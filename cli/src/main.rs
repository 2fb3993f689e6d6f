//! carbonindex CLI: run and inspect the CarbonSeal registry mirror.
//!
//! Usage:
//! ```bash
//! carbonindex run    --registry-address 0x… --token-address 0x… --oracle-address 0x…
//! carbonindex sync   # one reconcile pass, then exit
//! carbonindex status --json
//! carbonindex info
//! ```
//! Every flag can also be set through its `CARBONINDEX_*` environment variable.

mod config;
mod logging;

use std::sync::Arc;
use std::time::Duration;

use anyhow::{Context, Result};
use clap::{Args, Parser, Subcommand};
use serde::Serialize;
use tracing::{error, info, warn};

use carbonindex_core::{
    ChainReader, HealthReport, IndexerConfig, LifecycleController, MirrorStore, ReconcileOutcome,
    Reconciler,
};
use carbonindex_evm::{EvmReaderBuilder, EvmReaderConfig};
use carbonindex_storage::{open_mirror, BackendKind};

use crate::config::{LogArgs, NodeArgs};

#[derive(Parser)]
#[command(name = "carbonindex")]
#[command(version, about = "Off-chain mirror of the CarbonSeal farm registry and credit token", long_about = None)]
struct Cli {
    #[command(flatten)]
    log: LogArgs,

    #[command(subcommand)]
    command: Command,
}

#[derive(Subcommand)]
enum Command {
    /// Reconcile, then follow live events until Ctrl-C / SIGTERM
    Run(RunArgs),

    /// Run one reconcile pass and print the report
    Sync(NodeArgs),

    /// Show cursor, chain head, lag and health
    Status(StatusArgs),

    /// Show built-in defaults
    Info,
}

#[derive(Args)]
struct RunArgs {
    #[command(flatten)]
    node: NodeArgs,

    /// Seconds to wait for a graceful stop before exiting with status 1
    #[arg(long, env = "CARBONINDEX_SHUTDOWN_TIMEOUT_SECS", default_value_t = 10)]
    shutdown_timeout_secs: u64,
}

#[derive(Args)]
struct StatusArgs {
    #[command(flatten)]
    node: NodeArgs,

    /// Print JSON instead of text
    #[arg(long)]
    json: bool,
}

#[tokio::main]
async fn main() -> Result<()> {
    let cli = Cli::parse();
    logging::init_tracing(&cli.log.to_config());

    match cli.command {
        Command::Run(args) => run(args).await,
        Command::Sync(node) => sync(node).await,
        Command::Status(args) => status(args).await,
        Command::Info => {
            print_info();
            Ok(())
        }
    }
}

// ─── Bootstrap ───────────────────────────────────────────────────────────────

async fn open_store(node: &NodeArgs) -> Result<Arc<dyn MirrorStore>> {
    let backend = BackendKind::from_url(&node.database_url)?;
    let store = open_mirror(&node.database_url)
        .await
        .with_context(|| format!("failed to open {} store at {}", backend.as_str(), node.database_label()))?;
    info!(backend = backend.as_str(), url = %node.database_label(), "mirror store ready");
    Ok(store)
}

fn build_reader(node: &NodeArgs) -> Result<Arc<dyn ChainReader>> {
    let reader = EvmReaderBuilder::from_config(node.reader_config())
        .build()
        .context("invalid chain reader configuration")?;
    info!(
        rpc = %reader.rpc_url(),
        registry = %node.registry_address,
        token = %node.token_address,
        oracle = %node.oracle_address,
        "chain reader ready"
    );
    Ok(Arc::new(reader))
}

// ─── Commands ────────────────────────────────────────────────────────────────

async fn run(args: RunArgs) -> Result<()> {
    info!(version = env!("CARGO_PKG_VERSION"), "carbonindex starting");

    let store = open_store(&args.node).await?;
    let chain = build_reader(&args.node)?;
    if chain.is_connected().await {
        info!("chain reachable");
    } else {
        warn!(rpc = %args.node.rpc_url, "chain not reachable; check the RPC URL");
    }

    let controller = LifecycleController::new(chain, store, args.node.indexer_config())
        .context("invalid indexer configuration")?;
    controller
        .start()
        .await
        .context("initial reconciliation failed")?;
    info!(
        interval_secs = args.node.sync_interval_secs,
        "indexer running; press Ctrl-C to stop"
    );

    shutdown_signal().await;
    info!("shutting down gracefully");

    let deadline = Duration::from_secs(args.shutdown_timeout_secs);
    if tokio::time::timeout(deadline, controller.stop()).await.is_err() {
        error!(
            timeout_secs = args.shutdown_timeout_secs,
            "could not stop in time, forcing exit"
        );
        std::process::exit(1);
    }
    info!("stopped");
    Ok(())
}

async fn sync(node: NodeArgs) -> Result<()> {
    let store = open_store(&node).await?;
    let chain = build_reader(&node)?;
    let config = node.indexer_config();
    config.validate()?;

    let reconciler = Reconciler::new(chain, store, config);
    match reconciler.reconcile().await.context("reconcile pass failed")? {
        ReconcileOutcome::Skipped => println!("another pass is already running"),
        ReconcileOutcome::CaughtUp { cursor, head } => {
            println!("already caught up (cursor {cursor}, head {head})")
        }
        ReconcileOutcome::Synced(report) => {
            println!("synced blocks {} → {}", report.from_block, report.head);
            println!("  farms written:      {} ({} gaps)", report.farms_written, report.farm_gaps);
            println!(
                "  readings inserted:  {} ({} duplicates)",
                report.readings_inserted, report.duplicate_readings
            );
            println!("  credits written:    {} ({} gaps)", report.credits_written, report.credit_gaps);
            println!("  empty token URIs:   {}", report.uri_fallbacks);
            println!("  elapsed:            {:.2?}", report.elapsed);
        }
    }
    Ok(())
}

#[derive(Debug, Serialize)]
struct StatusReport {
    cursor: Option<u64>,
    head: Option<u64>,
    lag: Option<u64>,
    health: HealthReport,
}

async fn status(args: StatusArgs) -> Result<()> {
    let store = open_store(&args.node).await?;
    let chain = build_reader(&args.node)?;

    let head = match chain.get_block_number().await {
        Ok(head) => Some(head),
        Err(e) => {
            warn!(error = %e, "could not read chain head");
            None
        }
    };
    let controller = LifecycleController::new(chain, store, args.node.indexer_config())
        .context("invalid indexer configuration")?;
    let health = controller.health().await;
    let cursor = health.last_cursor;
    let report = StatusReport {
        cursor,
        head,
        lag: cursor.zip(head).map(|(c, h)| h.saturating_sub(c)),
        health,
    };

    if args.json {
        println!("{}", serde_json::to_string_pretty(&report)?);
        return Ok(());
    }

    let show = |v: Option<u64>| v.map_or_else(|| "unknown".to_string(), |n| n.to_string());
    println!("cursor:          {}", show(report.cursor));
    println!("chain head:      {}", show(report.head));
    println!("lag (blocks):    {}", show(report.lag));
    println!("chain connected: {}", report.health.chain_connected);
    println!("store reachable: {}", report.health.store_reachable);
    println!(
        "healthy:         {}",
        if report.health.is_healthy() { "yes" } else { "no" }
    );
    Ok(())
}

fn print_info() {
    let indexer = IndexerConfig::default();
    let reader = EvmReaderConfig::new("");
    println!("carbonindex v{}", env!("CARGO_PKG_VERSION"));
    println!("  Reconcile interval: {}s", indexer.reconcile_interval_secs);
    println!("  Recent readings per farm: {}", indexer.recent_readings_depth);
    println!("  Gap policy: skip (or abort)");
    println!("  Listener pending-event cap: {}", indexer.event_channel_capacity);
    println!("  Log poll interval: {}s", reader.poll_interval.as_secs());
    println!("  Max blocks per eth_getLogs: {}", reader.max_block_range);
    println!("  RPC retries: {}", reader.retry.max_retries);
    println!("  Storage backends: memory, sqlite:<path>, postgres://");
    println!("  Shutdown deadline: 10s");
}

/// Resolves on Ctrl-C or, on Unix, SIGTERM.
async fn shutdown_signal() {
    let ctrl_c = async {
        if let Err(e) = tokio::signal::ctrl_c().await {
            error!(error = %e, "failed to listen for Ctrl-C");
            std::future::pending::<()>().await;
        }
    };

    #[cfg(unix)]
    let terminate = async {
        match tokio::signal::unix::signal(tokio::signal::unix::SignalKind::terminate()) {
            Ok(mut sig) => {
                sig.recv().await;
            }
            Err(e) => {
                error!(error = %e, "failed to listen for SIGTERM");
                std::future::pending::<()>().await;
            }
        }
    };

    #[cfg(not(unix))]
    let terminate = std::future::pending::<()>();

    tokio::select! {
        _ = ctrl_c => {}
        _ = terminate => {}
    }
}
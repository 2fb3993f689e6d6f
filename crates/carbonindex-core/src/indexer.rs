//! Indexer configuration and state types.

use std::time::Duration;

use serde::{Deserialize, Serialize};

use crate::error::IndexerError;

/// What a full pass does when an id in `1..=total` cannot be read.
#[derive(Debug, Clone, Copy, PartialEq, Eq, Default, Serialize, Deserialize)]
#[serde(rename_all = "lowercase")]
pub enum GapPolicy {
    /// Log, count and continue. The cursor still advances.
    #[default]
    Skip,
    /// Stop the pass with [`IndexerError::Aborted`]. The cursor is left alone.
    Abort,
}

impl std::str::FromStr for GapPolicy {
    type Err = IndexerError;

    fn from_str(s: &str) -> Result<Self, Self::Err> {
        match s.to_ascii_lowercase().as_str() {
            "skip" => Ok(Self::Skip),
            "abort" => Ok(Self::Abort),
            other => Err(IndexerError::Config(format!(
                "unknown gap policy '{other}' (expected 'skip' or 'abort')"
            ))),
        }
    }
}

/// Configuration for the reconciler, listener and backstop timer.
#[derive(Debug, Clone, Serialize, Deserialize)]
pub struct IndexerConfig {
    /// Seconds between backstop reconcile passes.
    pub reconcile_interval_secs: u64,
    /// How many recent readings a full pass pulls per farm.
    pub recent_readings_depth: u32,
    /// Behaviour when an id cannot be read during a full pass.
    pub gap_policy: GapPolicy,
    /// Events the live listener may hold queued or in flight at once.
    pub event_channel_capacity: usize,
}

impl IndexerConfig {
    pub fn reconcile_interval(&self) -> Duration {
        Duration::from_secs(self.reconcile_interval_secs)
    }

    /// Reject values that would stall or spin the pipeline.
    pub fn validate(&self) -> Result<(), IndexerError> {
        if self.reconcile_interval_secs == 0 {
            return Err(IndexerError::Config(
                "reconcile_interval_secs must be greater than zero".into(),
            ));
        }
        if self.recent_readings_depth == 0 {
            return Err(IndexerError::Config(
                "recent_readings_depth must be greater than zero".into(),
            ));
        }
        if self.event_channel_capacity == 0 {
            return Err(IndexerError::Config(
                "event_channel_capacity must be greater than zero".into(),
            ));
        }
        Ok(())
    }
}

impl Default for IndexerConfig {
    fn default() -> Self {
        Self {
            reconcile_interval_secs: 300,
            recent_readings_depth: 50,
            gap_policy: GapPolicy::Skip,
            event_channel_capacity: 1024,
        }
    }
}

/// State of the most recent reconcile pass.
#[derive(Debug, Clone, Copy, PartialEq, Eq, Serialize, Deserialize)]
pub enum ReconcileState {
    /// No pass has run yet.
    Idle,
    /// A pass is in progress.
    Syncing,
    /// The last pass completed (or found nothing to do).
    Succeeded,
    /// The last pass returned an error.
    Failed,
}

impl std::fmt::Display for ReconcileState {
    fn fmt(&self, f: &mut std::fmt::Formatter<'_>) -> std::fmt::Result {
        match self {
            Self::Idle => write!(f, "idle"),
            Self::Syncing => write!(f, "syncing"),
            Self::Succeeded => write!(f, "succeeded"),
            Self::Failed => write!(f, "failed"),
        }
    }
}

/// Lifecycle of the controller.
#[derive(Debug, Clone, Copy, PartialEq, Eq, Serialize, Deserialize)]
pub enum LifecycleState {
    Stopped,
    /// Running the initial reconcile.
    Starting,
    /// Listener and backstop timer are active.
    Running,
    /// Draining the listener and timer.
    Stopping,
}

impl std::fmt::Display for LifecycleState {
    fn fmt(&self, f: &mut std::fmt::Formatter<'_>) -> std::fmt::Result {
        match self {
            Self::Stopped => write!(f, "stopped"),
            Self::Starting => write!(f, "starting"),
            Self::Running => write!(f, "running"),
            Self::Stopping => write!(f, "stopping"),
        }
    }
}

#[cfg(test)]
mod tests {
    use super::*;

    #[test]
    fn defaults_are_valid() {
        let config = IndexerConfig::default();
        assert!(config.validate().is_ok());
        assert_eq!(config.reconcile_interval(), Duration::from_secs(300));
        assert_eq!(config.gap_policy, GapPolicy::Skip);
    }

    #[test]
    fn zero_interval_rejected() {
        let config = IndexerConfig {
            reconcile_interval_secs: 0,
            ..Default::default()
        };
        assert!(matches!(config.validate(), Err(IndexerError::Config(_))));
    }

    #[test]
    fn gap_policy_parses() {
        assert_eq!("skip".parse::<GapPolicy>().unwrap(), GapPolicy::Skip);
        assert_eq!("ABORT".parse::<GapPolicy>().unwrap(), GapPolicy::Abort);
        assert!("retry".parse::<GapPolicy>().is_err());
    }

    #[test]
    fn states_display() {
        assert_eq!(ReconcileState::Syncing.to_string(), "syncing");
        assert_eq!(LifecycleState::Running.to_string(), "running");
    }
}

--------------------------------

§ **What is expected**:
Among the lines of the data above, some may hold the word "timer"; report how many, as a single number.

§ **Result of this exercise**:
3